Member of the Florida House of Representatives from the 68th district
- In office March 1967 – 1982
- Preceded by: District established
- Succeeded by: Peggy Simone

President of the National Conference of State Legislatures
- In office 1980–1981
- Preceded by: George B. Roberts Jr.
- Succeeded by: Ross Doyen

Personal details
- Born: April 24, 1924 New York, U.S.
- Died: January 28, 2002 (aged 77)
- Party: Democratic
- Spouse: Marjorie C. Hodes
- Children: 1
- Alma mater: Tulane University

= Richard Hodes =

American politician

Richard S. Hodes (April 24, 1924 – January 18, 2002) was an American politician. He served as a Democratic member for the 68th district of the Florida House of Representatives.

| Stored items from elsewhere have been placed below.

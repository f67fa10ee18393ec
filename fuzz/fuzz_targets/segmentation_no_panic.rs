// SPDX-License-Identifier: MIT OR Apache-2.0

#![no_main]

#[path = "common.rs"]
mod common;

use chrono::NaiveDate;
use libfuzzer_sys::fuzz_target;
use pvqc_core::{Constraints, DailyAggregate};
use pvqc_costs::CostKind;
use pvqc_outliers::OutlierMethod;
use pvqc_shifts::{
    DataShiftConfig, SegmenterConfig, TimeShiftConfig, detect_data_shifts, estimate_time_shifts,
    segment_daily,
};

fn choose_outlier(seed: u8) -> OutlierMethod {
    match seed % 4 {
        0 => OutlierMethod::None,
        1 => OutlierMethod::ZScore {
            zmax: f64::from(seed) / 32.0,
        },
        2 => OutlierMethod::Hampel(Default::default()),
        _ => OutlierMethod::default(),
    }
}

fuzz_target!(|data: &[u8]| {
    let mut input = common::FuzzInput::new(data);

    let n = input.pick(1, 255);
    let stopping = input.stopping();
    let quantile = f64::from(input.byte()) / 255.0;
    let min_segment_len = input.pick(0, 8);
    let period_min = input.pick(0, 6);
    let options = input.byte();
    let mut values = input.samples(n * 2);
    let reference = values.split_off(n);

    let Some(start) = NaiveDate::from_ymd_opt(2019, 2, 27) else {
        return;
    };
    let Ok(daily) = DailyAggregate::new(start, values) else {
        return;
    };

    let segmenter = SegmenterConfig {
        stopping,
        cost: if options & 1 == 0 {
            CostKind::L2
        } else {
            CostKind::L1
        },
        constraints: Constraints {
            min_segment_len,
            ..Constraints::default()
        },
        outlier: choose_outlier(options >> 1),
        quantile,
        normalize: options & 0x20 == 0,
        ..SegmenterConfig::default()
    };
    let _ = segment_daily(&daily, &segmenter);

    let shifts = DataShiftConfig {
        filtering: options & 0x40 == 0,
        segmenter,
        ..DataShiftConfig::default()
    };
    let _ = detect_data_shifts(&daily, &shifts);

    if let Ok(reference) = DailyAggregate::new(start, reference) {
        let config = TimeShiftConfig {
            period_min,
            ..TimeShiftConfig::default()
        };
        let _ = estimate_time_shifts(&daily, &reference, &config);
    }
});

Hodes was born in New York, and moved to Florida in 1935. He attended Tulane University, where he earned a Bachelor of Science degree in 1944. Hodes practised as a physician, and was also a television presenter. In 1967

Hodes was elected as a member for the newly established 68th district of the Florida House of Representatives, serving until 1982. He was honored with the Florida Jaycees Good Government Award in 1970, and was also nominated as the St. Petersburg Times's Most Valuable Member of the House at least four times. He was the chairman of the Florida House of Representatives Health and Rehabilitation Services Committee.

Hodes died in January 2002, at the age of 77.